[Stored dataset items]
+ + + + + + +

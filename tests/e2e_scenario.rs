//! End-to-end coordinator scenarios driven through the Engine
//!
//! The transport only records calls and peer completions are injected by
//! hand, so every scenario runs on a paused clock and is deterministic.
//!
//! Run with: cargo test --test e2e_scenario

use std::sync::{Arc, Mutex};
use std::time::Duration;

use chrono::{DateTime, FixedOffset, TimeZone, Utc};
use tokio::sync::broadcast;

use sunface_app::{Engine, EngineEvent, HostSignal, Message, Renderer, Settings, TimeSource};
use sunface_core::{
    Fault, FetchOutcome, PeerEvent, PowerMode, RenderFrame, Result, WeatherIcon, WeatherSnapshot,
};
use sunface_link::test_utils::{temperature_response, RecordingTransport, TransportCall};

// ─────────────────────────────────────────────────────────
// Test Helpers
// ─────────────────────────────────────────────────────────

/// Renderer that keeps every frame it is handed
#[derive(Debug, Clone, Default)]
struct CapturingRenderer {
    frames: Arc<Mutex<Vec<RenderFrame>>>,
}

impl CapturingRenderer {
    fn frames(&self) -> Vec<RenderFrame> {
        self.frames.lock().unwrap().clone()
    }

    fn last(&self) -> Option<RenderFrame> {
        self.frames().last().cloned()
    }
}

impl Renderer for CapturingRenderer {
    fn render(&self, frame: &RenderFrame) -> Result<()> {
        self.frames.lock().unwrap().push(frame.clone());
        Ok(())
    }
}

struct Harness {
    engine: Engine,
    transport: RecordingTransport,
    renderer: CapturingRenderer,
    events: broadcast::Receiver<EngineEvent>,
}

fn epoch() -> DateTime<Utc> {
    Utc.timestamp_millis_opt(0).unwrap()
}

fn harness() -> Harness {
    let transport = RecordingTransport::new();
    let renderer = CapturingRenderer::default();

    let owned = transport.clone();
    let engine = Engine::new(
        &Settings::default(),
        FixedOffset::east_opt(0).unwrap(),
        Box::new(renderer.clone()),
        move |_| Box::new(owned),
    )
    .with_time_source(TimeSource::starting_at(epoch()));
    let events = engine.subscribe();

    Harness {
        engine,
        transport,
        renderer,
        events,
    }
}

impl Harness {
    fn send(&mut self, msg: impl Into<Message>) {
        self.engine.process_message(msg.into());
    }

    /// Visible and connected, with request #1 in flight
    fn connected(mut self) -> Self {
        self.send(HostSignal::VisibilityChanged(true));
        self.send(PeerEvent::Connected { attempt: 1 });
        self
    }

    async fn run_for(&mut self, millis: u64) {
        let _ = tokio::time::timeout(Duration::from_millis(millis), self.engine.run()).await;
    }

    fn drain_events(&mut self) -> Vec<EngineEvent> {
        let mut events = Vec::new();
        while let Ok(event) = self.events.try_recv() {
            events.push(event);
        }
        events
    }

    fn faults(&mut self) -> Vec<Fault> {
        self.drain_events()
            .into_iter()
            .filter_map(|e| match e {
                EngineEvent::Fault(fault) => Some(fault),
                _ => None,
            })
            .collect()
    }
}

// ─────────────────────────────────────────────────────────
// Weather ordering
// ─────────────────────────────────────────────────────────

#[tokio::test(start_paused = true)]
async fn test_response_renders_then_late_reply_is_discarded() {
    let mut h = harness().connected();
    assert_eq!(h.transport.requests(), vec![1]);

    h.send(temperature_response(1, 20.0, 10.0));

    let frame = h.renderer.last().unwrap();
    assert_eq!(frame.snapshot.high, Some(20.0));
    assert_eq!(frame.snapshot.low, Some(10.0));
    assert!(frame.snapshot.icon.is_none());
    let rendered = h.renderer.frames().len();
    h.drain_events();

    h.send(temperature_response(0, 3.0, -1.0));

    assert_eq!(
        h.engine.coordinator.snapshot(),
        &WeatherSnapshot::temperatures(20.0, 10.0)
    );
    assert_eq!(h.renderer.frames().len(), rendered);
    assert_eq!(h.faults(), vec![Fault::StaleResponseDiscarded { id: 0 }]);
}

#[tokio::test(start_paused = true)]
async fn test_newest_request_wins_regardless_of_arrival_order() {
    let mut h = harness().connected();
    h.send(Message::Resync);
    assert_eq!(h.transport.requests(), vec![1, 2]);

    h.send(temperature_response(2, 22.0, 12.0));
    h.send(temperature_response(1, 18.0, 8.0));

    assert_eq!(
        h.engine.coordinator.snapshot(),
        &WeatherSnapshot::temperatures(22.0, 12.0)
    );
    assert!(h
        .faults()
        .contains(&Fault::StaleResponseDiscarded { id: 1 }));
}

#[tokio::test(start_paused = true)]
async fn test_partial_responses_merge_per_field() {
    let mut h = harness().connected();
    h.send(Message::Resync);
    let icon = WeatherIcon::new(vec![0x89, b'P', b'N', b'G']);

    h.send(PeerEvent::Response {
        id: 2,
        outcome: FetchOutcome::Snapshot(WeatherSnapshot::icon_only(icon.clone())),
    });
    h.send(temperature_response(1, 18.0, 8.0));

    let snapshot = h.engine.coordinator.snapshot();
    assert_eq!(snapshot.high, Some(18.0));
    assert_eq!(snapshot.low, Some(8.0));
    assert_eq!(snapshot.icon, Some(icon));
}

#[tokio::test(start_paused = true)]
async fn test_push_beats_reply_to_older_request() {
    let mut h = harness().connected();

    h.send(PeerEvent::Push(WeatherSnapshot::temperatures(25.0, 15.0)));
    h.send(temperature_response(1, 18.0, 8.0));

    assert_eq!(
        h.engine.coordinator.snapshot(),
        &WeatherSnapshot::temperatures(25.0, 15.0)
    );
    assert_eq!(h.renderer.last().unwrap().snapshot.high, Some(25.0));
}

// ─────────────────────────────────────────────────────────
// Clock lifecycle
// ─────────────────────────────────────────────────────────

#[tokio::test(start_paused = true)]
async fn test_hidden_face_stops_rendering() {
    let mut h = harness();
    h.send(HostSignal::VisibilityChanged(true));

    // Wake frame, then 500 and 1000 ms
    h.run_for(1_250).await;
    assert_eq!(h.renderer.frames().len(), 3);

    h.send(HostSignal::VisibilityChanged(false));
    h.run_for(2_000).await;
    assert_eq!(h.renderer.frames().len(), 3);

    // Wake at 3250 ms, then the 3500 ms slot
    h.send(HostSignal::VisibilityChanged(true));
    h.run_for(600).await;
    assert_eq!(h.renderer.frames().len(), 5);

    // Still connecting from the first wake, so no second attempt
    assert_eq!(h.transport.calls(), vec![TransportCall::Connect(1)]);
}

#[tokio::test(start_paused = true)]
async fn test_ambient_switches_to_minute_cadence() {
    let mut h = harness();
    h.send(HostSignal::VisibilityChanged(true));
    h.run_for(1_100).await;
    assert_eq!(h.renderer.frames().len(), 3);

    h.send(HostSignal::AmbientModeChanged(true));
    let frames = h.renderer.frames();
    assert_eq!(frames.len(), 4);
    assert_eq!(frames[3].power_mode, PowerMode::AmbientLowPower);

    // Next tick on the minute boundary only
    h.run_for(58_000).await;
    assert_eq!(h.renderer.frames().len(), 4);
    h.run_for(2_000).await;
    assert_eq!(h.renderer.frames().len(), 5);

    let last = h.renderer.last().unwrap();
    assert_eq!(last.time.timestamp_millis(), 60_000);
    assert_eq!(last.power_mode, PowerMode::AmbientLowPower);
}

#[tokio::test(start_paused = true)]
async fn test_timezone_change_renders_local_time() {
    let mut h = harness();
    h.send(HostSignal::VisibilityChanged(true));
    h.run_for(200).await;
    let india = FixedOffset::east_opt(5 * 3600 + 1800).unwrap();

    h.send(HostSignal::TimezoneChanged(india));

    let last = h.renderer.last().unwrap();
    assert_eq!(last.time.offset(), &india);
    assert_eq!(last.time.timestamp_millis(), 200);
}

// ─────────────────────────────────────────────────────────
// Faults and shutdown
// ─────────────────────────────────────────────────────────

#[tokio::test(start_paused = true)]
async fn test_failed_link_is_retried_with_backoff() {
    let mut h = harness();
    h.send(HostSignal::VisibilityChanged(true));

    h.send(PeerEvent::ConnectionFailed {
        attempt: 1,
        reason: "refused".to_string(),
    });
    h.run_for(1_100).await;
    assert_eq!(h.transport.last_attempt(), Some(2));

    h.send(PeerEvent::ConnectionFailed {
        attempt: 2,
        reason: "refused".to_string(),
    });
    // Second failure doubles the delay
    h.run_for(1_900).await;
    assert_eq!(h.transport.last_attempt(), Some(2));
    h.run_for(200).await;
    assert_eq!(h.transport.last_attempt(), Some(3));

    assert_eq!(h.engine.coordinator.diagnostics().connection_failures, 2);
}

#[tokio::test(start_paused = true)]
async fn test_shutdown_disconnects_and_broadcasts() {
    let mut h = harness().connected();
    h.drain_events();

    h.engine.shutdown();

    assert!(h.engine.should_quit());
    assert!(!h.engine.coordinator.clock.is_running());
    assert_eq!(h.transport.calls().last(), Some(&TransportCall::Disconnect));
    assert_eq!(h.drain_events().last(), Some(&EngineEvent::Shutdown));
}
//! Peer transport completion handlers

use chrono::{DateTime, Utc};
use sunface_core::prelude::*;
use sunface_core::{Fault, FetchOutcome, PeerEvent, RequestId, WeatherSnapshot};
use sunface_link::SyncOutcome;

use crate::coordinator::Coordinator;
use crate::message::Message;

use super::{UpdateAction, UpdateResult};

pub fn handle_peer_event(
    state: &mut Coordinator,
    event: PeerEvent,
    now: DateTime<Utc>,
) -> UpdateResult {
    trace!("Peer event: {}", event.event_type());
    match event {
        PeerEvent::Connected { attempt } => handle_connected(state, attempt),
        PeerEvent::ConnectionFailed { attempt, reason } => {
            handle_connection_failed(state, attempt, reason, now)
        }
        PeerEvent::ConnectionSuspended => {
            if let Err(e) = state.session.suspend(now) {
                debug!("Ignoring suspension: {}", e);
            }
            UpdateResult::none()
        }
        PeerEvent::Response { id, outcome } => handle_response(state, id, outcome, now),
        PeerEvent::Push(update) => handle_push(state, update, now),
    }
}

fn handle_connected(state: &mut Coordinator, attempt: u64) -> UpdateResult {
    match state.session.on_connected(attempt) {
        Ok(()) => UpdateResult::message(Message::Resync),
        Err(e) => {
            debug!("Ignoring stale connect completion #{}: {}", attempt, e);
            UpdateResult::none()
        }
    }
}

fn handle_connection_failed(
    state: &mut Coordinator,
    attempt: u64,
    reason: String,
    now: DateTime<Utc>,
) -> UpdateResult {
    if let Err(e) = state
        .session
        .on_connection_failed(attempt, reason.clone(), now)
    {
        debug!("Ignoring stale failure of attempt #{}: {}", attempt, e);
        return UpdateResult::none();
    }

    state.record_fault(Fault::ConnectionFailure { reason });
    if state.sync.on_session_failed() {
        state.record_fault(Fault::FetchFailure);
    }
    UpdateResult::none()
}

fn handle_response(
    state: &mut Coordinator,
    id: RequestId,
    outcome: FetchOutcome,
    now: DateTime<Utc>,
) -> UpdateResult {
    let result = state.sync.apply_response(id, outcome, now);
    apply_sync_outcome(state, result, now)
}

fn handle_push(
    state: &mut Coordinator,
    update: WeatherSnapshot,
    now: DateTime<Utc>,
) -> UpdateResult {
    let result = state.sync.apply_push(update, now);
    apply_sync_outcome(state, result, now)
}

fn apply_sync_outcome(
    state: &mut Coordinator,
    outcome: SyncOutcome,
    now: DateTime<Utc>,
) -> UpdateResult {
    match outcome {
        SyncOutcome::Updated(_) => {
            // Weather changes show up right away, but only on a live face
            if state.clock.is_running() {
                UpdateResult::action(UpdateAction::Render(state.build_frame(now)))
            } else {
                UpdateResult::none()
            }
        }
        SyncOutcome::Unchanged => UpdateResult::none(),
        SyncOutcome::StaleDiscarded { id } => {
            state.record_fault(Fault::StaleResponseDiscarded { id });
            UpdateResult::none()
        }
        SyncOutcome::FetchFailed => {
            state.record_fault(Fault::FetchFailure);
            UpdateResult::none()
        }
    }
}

+ + + + + + +

» **PROBLEM TO WORK ON**: Among the records, find all lines that include the string "RecordingTransport" and return them.

» **WRITTEN ANSWER**:
use sunface_link::test_utils::{temperature_response, RecordingTransport, TransportCall};
    transport: RecordingTransport,
    let transport = RecordingTransport::new();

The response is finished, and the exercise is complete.